The Case of the Missing Eyeball

The manager of the Monticello sewer plant, located just off the second tee box at the old San Juan Golf Course, looked down, jumped back, and felt his heart race.
He blinked, blinked again, then refocused for another look.
No, he wasn’t going crazy; there was indeed a large, beautiful brown human eyeball staring peacefully back at him from underneath one of the many sludge piles he had walked among hundreds of times.
Was it some sneaky member of the city council checking up on his work (as if a councilmember knew more than he did about operating a wastewater plant)?
Had some transient drifter stopped for a roll in the sludge and quick nap on his way south?
There were hundreds of possibilities, and not a single one made sense.
The man who made this macabre discovery was Scotty Rogers. Scotty was one of the people who made growing up in Monticello special.
I don’t ever remember seeing him without a genuine smile. No matter who you were, he was always glad to see you and counted everyone he met as a friend. He had a unique sense of humor, which he used to great effect.
Another of his admirable traits was curiosity. I remember a conversation with him at church after he had taken the job at the plant.
I asked him how he liked it. His eyes lit up, and he proceeded to tell me all he had learned in the short time he had worked there. I saw in him a man who was interested in everything and curious about it all.
I think he would have made a great college professor had he had the opportunity.
Born in Parachute, CO in 1908, Scotty, his parents, and siblings spent time there and in Aspen and Breckenridge, where his dad did whatever he could to keep food on the table and a roof over their heads, including ranch work, freighting, mining, and working on a dredge boat.
This was a time when making a living was more physically demanding than it is now.

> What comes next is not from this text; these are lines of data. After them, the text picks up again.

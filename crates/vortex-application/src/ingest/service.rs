//! Ingestion service: chunk → encode → upsert with progress reporting.
//!
//! Identity is derived before chunking, so re-running on identical input
//! writes the same point IDs with identical payloads; a no-op at the store.
//! Private-tenant content is encrypted before it leaves the process; an
//! encryption failure aborts the write, never falling back to plaintext.

use std::path::Path;
use std::sync::Arc;

use serde_json::Value;

use vortex_domain::chunking::RecursiveChunker;
use vortex_domain::constants::ingest::{
    DEFAULT_CHUNK_OVERLAP, DEFAULT_CHUNK_SIZE, DEFAULT_FOLDER_BATCH_SIZE, DEFAULT_VECTOR_SIZE,
    INTERNAL_BATCH_SIZE, PROGRESS_CAP,
};
use vortex_domain::constants::tenancy::{DEFAULT_ACCESS_LEVEL, PUBLIC_TENANT};
use vortex_domain::entities::NormalizedDocument;
use vortex_domain::error::{Error, Result};
use vortex_domain::identity::{doc_hash, point_id};
use vortex_domain::payload::PayloadNormalizer;
use vortex_domain::ports::crypto::ContentCipher;
use vortex_domain::ports::encoders::{DenseEncoder, SparseEncoder, SpladeEncoder};
use vortex_domain::ports::vector_store::{CollectionSpec, VectorStoreProvider};
use vortex_domain::value_objects::{NamedVectors, Payload, PointRecord, SparseVector};

use crate::security::VectorAnomalyDetector;

/// Progress updates (0..=100) emitted while a batch runs.
pub type ProgressSender = tokio::sync::mpsc::UnboundedSender<f64>;

/// Ingestion tuning knobs.
#[derive(Debug, Clone)]
pub struct IngestConfig {
    /// Character budget per chunk
    pub chunk_size: usize,
    /// Overlap carried between chunks
    pub chunk_overlap: usize,
    /// Upsert sub-batch size
    pub internal_batch_size: usize,
    /// Dense size used when auto-creating collections
    pub vector_size: usize,
}

impl Default for IngestConfig {
    fn default() -> Self {
        Self {
            chunk_size: DEFAULT_CHUNK_SIZE,
            chunk_overlap: DEFAULT_CHUNK_OVERLAP,
            internal_batch_size: INTERNAL_BATCH_SIZE,
            vector_size: DEFAULT_VECTOR_SIZE,
        }
    }
}

/// The ingestion service.
pub struct IngestService {
    store: Arc<dyn VectorStoreProvider>,
    dense: Arc<dyn DenseEncoder>,
    sparse: Arc<dyn SparseEncoder>,
    splade: Arc<dyn SpladeEncoder>,
    cipher: Arc<dyn ContentCipher>,
    anomaly: VectorAnomalyDetector,
    normalizer: PayloadNormalizer,
    chunker: RecursiveChunker,
    config: IngestConfig,
}

struct PreparedChunk {
    payload: Payload,
    text: String,
    db_id: String,
    chunk_index: usize,
}

impl IngestService {
    /// Assemble the service from its collaborators.
    pub fn new(
        store: Arc<dyn VectorStoreProvider>,
        dense: Arc<dyn DenseEncoder>,
        sparse: Arc<dyn SparseEncoder>,
        splade: Arc<dyn SpladeEncoder>,
        cipher: Arc<dyn ContentCipher>,
        anomaly: VectorAnomalyDetector,
        config: IngestConfig,
    ) -> Self {
        let chunker = RecursiveChunker::new(config.chunk_size, config.chunk_overlap);
        Self {
            store,
            dense,
            sparse,
            splade,
            cipher,
            anomaly,
            normalizer: PayloadNormalizer::new(),
            chunker,
            config,
        }
    }

    /// Upsert a batch of raw documents into `collection`.
    ///
    /// Returns the number of documents written. Progress is reported through
    /// `progress` and capped at 99; the caller marks completion.
    ///
    /// # Errors
    /// Fails on encryption errors, dense encoder failures, and store errors.
    pub async fn upsert_documents(
        &self,
        collection: &str,
        docs: &[Value],
        progress: Option<&ProgressSender>,
    ) -> Result<usize> {
        if docs.is_empty() {
            return Ok(0);
        }

        self.ensure_collection(collection).await?;

        let total = docs.len();
        let mut upserted = 0usize;

        for (batch_start, batch) in docs
            .chunks(self.config.internal_batch_size)
            .enumerate()
            .map(|(i, b)| (i * self.config.internal_batch_size, b))
        {
            let prepared = self.prepare_batch(batch)?;
            if !prepared.is_empty() {
                let points = self.encode_batch(&prepared).await?;
                self.store.upsert(collection, points).await?;
            }
            upserted += batch.len();

            if let Some(sender) = progress {
                let pct = ((batch_start + batch.len()) as f64 / total as f64) * 100.0;
                let _ = sender.send(pct.min(PROGRESS_CAP));
            }
        }

        tracing::info!(collection, upserted, "batch upsert finished");
        Ok(upserted)
    }

    /// Walk `folder` recursively, ingesting every `.json` / `.jsonl` file in
    /// batches of `batch_size` documents.
    ///
    /// # Errors
    /// Fails when the folder is unreadable; individual file parse errors are
    /// logged and skipped.
    pub async fn upsert_folder(
        &self,
        folder: &Path,
        collection: &str,
        batch_size: usize,
        progress: Option<&ProgressSender>,
    ) -> Result<usize> {
        if !folder.exists() {
            return Err(Error::not_found(format!(
                "folder '{}'",
                folder.display()
            )));
        }
        let batch_size = if batch_size == 0 {
            DEFAULT_FOLDER_BATCH_SIZE
        } else {
            batch_size
        };

        let files: Vec<_> = walkdir::WalkDir::new(folder)
            .into_iter()
            .filter_map(std::result::Result::ok)
            .filter(|e| e.file_type().is_file())
            .filter(|e| {
                matches!(
                    e.path().extension().and_then(|x| x.to_str()),
                    Some("json" | "jsonl")
                )
            })
            .collect();

        if files.is_empty() {
            tracing::warn!(folder = %folder.display(), "no JSON/JSONL files found");
            return Ok(0);
        }

        let total_files = files.len();
        let mut pending: Vec<Value> = Vec::new();
        let mut written = 0usize;

        for (index, file) in files.iter().enumerate() {
            match read_documents(file.path()) {
                Ok(mut docs) => pending.append(&mut docs),
                Err(e) => {
                    tracing::error!(file = %file.path().display(), error = %e, "file read failed");
                    continue;
                }
            }

            while pending.len() >= batch_size {
                let batch: Vec<Value> = pending.drain(..batch_size).collect();
                written += self.upsert_documents(collection, &batch, None).await?;
                if let Some(sender) = progress {
                    let pct = ((index + 1) as f64 / total_files as f64) * 100.0;
                    let _ = sender.send(pct.min(PROGRESS_CAP));
                }
            }
        }

        if !pending.is_empty() {
            written += self.upsert_documents(collection, &pending, None).await?;
        }

        tracing::info!(collection, written, "folder upsert finished");
        Ok(written)
    }

    /// Merge or replace the payload of every chunk of a document.
    ///
    /// # Errors
    /// Returns `DOCUMENT_NOT_FOUND` when no chunk carries the `db_id`.
    pub async fn update_payload(
        &self,
        collection: &str,
        db_id: &str,
        new_payload: &Payload,
        merge: bool,
    ) -> Result<usize> {
        let filter =
            vortex_domain::value_objects::Filter::new().must_match("db_id", db_id.to_owned());
        let (chunks, _) = self.store.scroll(collection, Some(&filter), 1000, None).await?;
        if chunks.is_empty() {
            return Err(Error::not_found(format!("document '{db_id}'")));
        }

        let count = chunks.len();
        for chunk in chunks {
            let merged = if merge {
                let mut merged = chunk.payload.clone();
                for (k, v) in new_payload {
                    merged.insert(k.clone(), v.clone());
                }
                merged
            } else {
                new_payload.clone()
            };
            let id = chunk
                .id
                .parse()
                .map_err(|_| Error::internal(format!("malformed point id '{}'", chunk.id)))?;
            self.store.set_payload(collection, &[id], &merged).await?;
        }
        Ok(count)
    }

    /// Delete a document and all of its chunks by `db_id`.
    ///
    /// # Errors
    /// Propagates store failures.
    pub async fn delete_document(&self, collection: &str, db_id: &str) -> Result<u64> {
        let filter =
            vortex_domain::value_objects::Filter::new().must_match("db_id", db_id.to_owned());
        self.store.delete_by_filter(collection, &filter).await
    }

    async fn ensure_collection(&self, collection: &str) -> Result<()> {
        if self.store.collection_exists(collection).await? {
            return Ok(());
        }
        let spec = CollectionSpec::hybrid(self.config.vector_size);
        self.store.create_collection(collection, &spec).await?;
        tracing::info!(collection, dense_size = spec.dense_size, "collection auto-created");
        Ok(())
    }

    /// Normalize a raw client document and derive its identity.
    fn normalize(&self, doc: &Value) -> Option<NormalizedDocument> {
        let Value::Object(raw) = doc else {
            tracing::warn!("skipping non-object document");
            return None;
        };

        let payload = self.normalizer.process(raw);
        let text = payload
            .get("_text")
            .and_then(Value::as_str)
            .unwrap_or_default()
            .to_owned();
        if text.trim().is_empty() {
            tracing::warn!("skipping document without extractable text");
            return None;
        }

        Some(NormalizedDocument {
            db_id: doc_hash(doc),
            original_id: raw.get("id").and_then(Value::as_str).map(str::to_owned),
            tenant_id: raw
                .get("tenant_id")
                .and_then(Value::as_str)
                .unwrap_or(PUBLIC_TENANT)
                .to_owned(),
            access_level: raw
                .get("access_level")
                .and_then(Value::as_i64)
                .unwrap_or(DEFAULT_ACCESS_LEVEL),
            text,
            payload,
        })
    }

    /// Normalize, derive identity, chunk, and encrypt one sub-batch.
    fn prepare_batch(&self, docs: &[Value]) -> Result<Vec<PreparedChunk>> {
        let mut prepared = Vec::new();

        for raw in docs {
            let Some(doc) = self.normalize(raw) else {
                continue;
            };
            let should_encrypt = doc.tenant_id != PUBLIC_TENANT
                || raw
                    .get("encrypt_content")
                    .and_then(Value::as_bool)
                    .unwrap_or(false);

            let chunks = self.chunker.split_text(&doc.text);
            let total_chunks = chunks.len();

            for (chunk_index, chunk_text) in chunks.into_iter().enumerate() {
                // Never store plaintext when encryption was intended.
                let (stored_content, encrypted) = if should_encrypt {
                    (self.cipher.encrypt(&doc.tenant_id, &chunk_text)?, true)
                } else {
                    (chunk_text.clone(), false)
                };

                let mut payload = doc.payload.clone();
                payload.insert("content".to_owned(), Value::String(stored_content));
                payload.insert("is_chunk".to_owned(), Value::Bool(true));
                payload.insert("chunk_index".to_owned(), Value::from(chunk_index));
                payload.insert("total_chunks".to_owned(), Value::from(total_chunks));
                payload.insert("db_id".to_owned(), Value::String(doc.db_id.clone()));
                payload.insert("parent_id".to_owned(), Value::String(doc.db_id.clone()));
                if let Some(id) = &doc.original_id {
                    payload.insert("id".to_owned(), Value::String(id.clone()));
                }
                payload.insert("tenant_id".to_owned(), Value::String(doc.tenant_id.clone()));
                payload.insert("access_level".to_owned(), Value::from(doc.access_level));
                payload.insert("content_encrypted".to_owned(), Value::Bool(encrypted));

                prepared.push(PreparedChunk {
                    payload,
                    text: chunk_text,
                    db_id: doc.db_id.clone(),
                    chunk_index,
                });
            }
        }

        Ok(prepared)
    }

    /// Encode all three vector kinds for a prepared sub-batch.
    async fn encode_batch(&self, prepared: &[PreparedChunk]) -> Result<Vec<PointRecord>> {
        let texts: Vec<String> = prepared.iter().map(|c| c.text.clone()).collect();

        let dense_vectors = self.dense.encode_batch(&texts).await?;
        if dense_vectors.len() != prepared.len() {
            return Err(Error::encoder("dense batch size mismatch"));
        }

        // SPLADE failure degrades to dense + BM25 only.
        let splade_vectors = if self.splade.enabled() {
            match self.splade.encode_batch(&texts).await {
                Ok(vectors) => vectors,
                Err(e) => {
                    tracing::warn!(error = %e, "SPLADE encoding failed; storing dense+BM25 only");
                    vec![SparseVector::default(); prepared.len()]
                }
            }
        } else {
            vec![SparseVector::default(); prepared.len()]
        };

        let mut points = Vec::with_capacity(prepared.len());
        for ((chunk, dense), splade) in prepared.iter().zip(dense_vectors).zip(splade_vectors) {
            if let Some(reason) = self.anomaly.is_anomalous(&dense) {
                tracing::warn!(db_id = %chunk.db_id, reason, "anomalous vector rejected at ingest");
                continue;
            }

            points.push(PointRecord {
                id: point_id(&chunk.db_id, chunk.chunk_index),
                vectors: NamedVectors {
                    dense,
                    sparse: self.sparse.encode(&chunk.text),
                    splade,
                },
                payload: chunk.payload.clone(),
            });
        }
        Ok(points)
    }
}

fn read_documents(path: &Path) -> Result<Vec<Value>> {
    let content = std::fs::read_to_string(path)
        .map_err(|e| Error::io_with_source(format!("read '{}'", path.display()), e))?;

    if path.extension().and_then(|x| x.to_str()) == Some("jsonl") {
        let mut docs = Vec::new();
        for line in content.lines().filter(|l| !l.trim().is_empty()) {
            docs.push(serde_json::from_str(line)?);
        }
        return Ok(docs);
    }

    let parsed: Value = serde_json::from_str(&content)?;
    Ok(match parsed {
        Value::Array(items) => items,
        single => vec![single],
    })
}
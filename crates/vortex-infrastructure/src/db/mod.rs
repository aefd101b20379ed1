//! SQLite-backed stores.
//!
//! Two separate database files: the job table and the security (user) table.
//! Both enable WAL mode and share a busy timeout so concurrent writers queue
//! instead of failing.

mod jobs;
mod users;

pub use jobs::SqliteJobStore;
pub use users::SqliteUserStore;

use std::path::Path;

use vortex_domain::constants::jobs::JOB_DB_BUSY_TIMEOUT_SECS;
use vortex_domain::error::{Error, Result};

/// Connect to a SQLite file, creating parent directories, enabling WAL mode
/// and the shared busy timeout.
pub(crate) async fn connect(path: &Path) -> Result<sqlx::SqlitePool> {
    tracing::info!(path = %path.display(), "connecting to SQLite database");

    if let Some(parent) = path.parent() {
        std::fs::create_dir_all(parent)
            .map_err(|e| Error::database_with_source("create db directory", e))?;
    }

    let db_url = format!("sqlite:{}?mode=rwc", path.display());
    let pool = sqlx::SqlitePool::connect(&db_url)
        .await
        .map_err(|e| Error::database_with_source("connect SQLite", e))?;

    sqlx::query("PRAGMA journal_mode = WAL;")
        .execute(&pool)
        .await
        .map_err(|e| Error::database_with_source("enable WAL mode", e))?;
    sqlx::query(&format!(
        "PRAGMA busy_timeout = {};",
        JOB_DB_BUSY_TIMEOUT_SECS * 1000
    ))
    .execute(&pool)
    .await
    .map_err(|e| Error::database_with_source("set busy timeout", e))?;

    Ok(pool)
}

As a result, Scotty learned the value of hard work and resilience by watching his father. Unfortunately, his dad was killed while working on a dredge boat a week before Scotty’s twelfth birthday.
From then until the day he died, Scotty worked hard at whatever he had to do to provide for his mom and siblings, and later for his own family, just as his own father had.
Last fall, my wife and I took a short trip to Glenwood Springs. While there, we rode our bicycles from Aspen back to Glenwood (it’s a great ride, you should try it sometime).
The trail passes within a mile of the Aspen/Pitkin County Airport, and when we were in sight of it, a parade of small, private business jets, one right after another, were lined up to land.
As I watched them, I thought of Scotty Rogers as a young boy living in that county more than 100 years ago and wondered how long his father could have fed his family with what it cost to keep one of those jets in the air for just one hour.
Back to the eyeball--after Scotty regained his composure from the shock of it all, he bent down, reached out, and picked it up. It turned out to be the only thing that did make sense; someone’s glass eye, eerily realistic; the only change wrought by its trip through the plant was the discolored white portion. It didn’t take much to imagine how it got there.
In a town the size of Monticello, there weren’t many people with glass eyes. In no time, he learned that many weeks before, the glass eye belonging to my neighbor, Grant Bronson, had vanished without a trace.
As it turns out, his wife, Colleen, saw a wad of tissue on the bathroom counter and mistakenly tossed it down the toilet. Flush, it was gone. Grant didn’t think much of it; he had an older eye he could use, though it might not have been as stylish as the one he’d lost. (I wonder, do they model glass eyes like they do new fashions?) So, he was not surprised when he took the call that his long-lost eye had at last been found.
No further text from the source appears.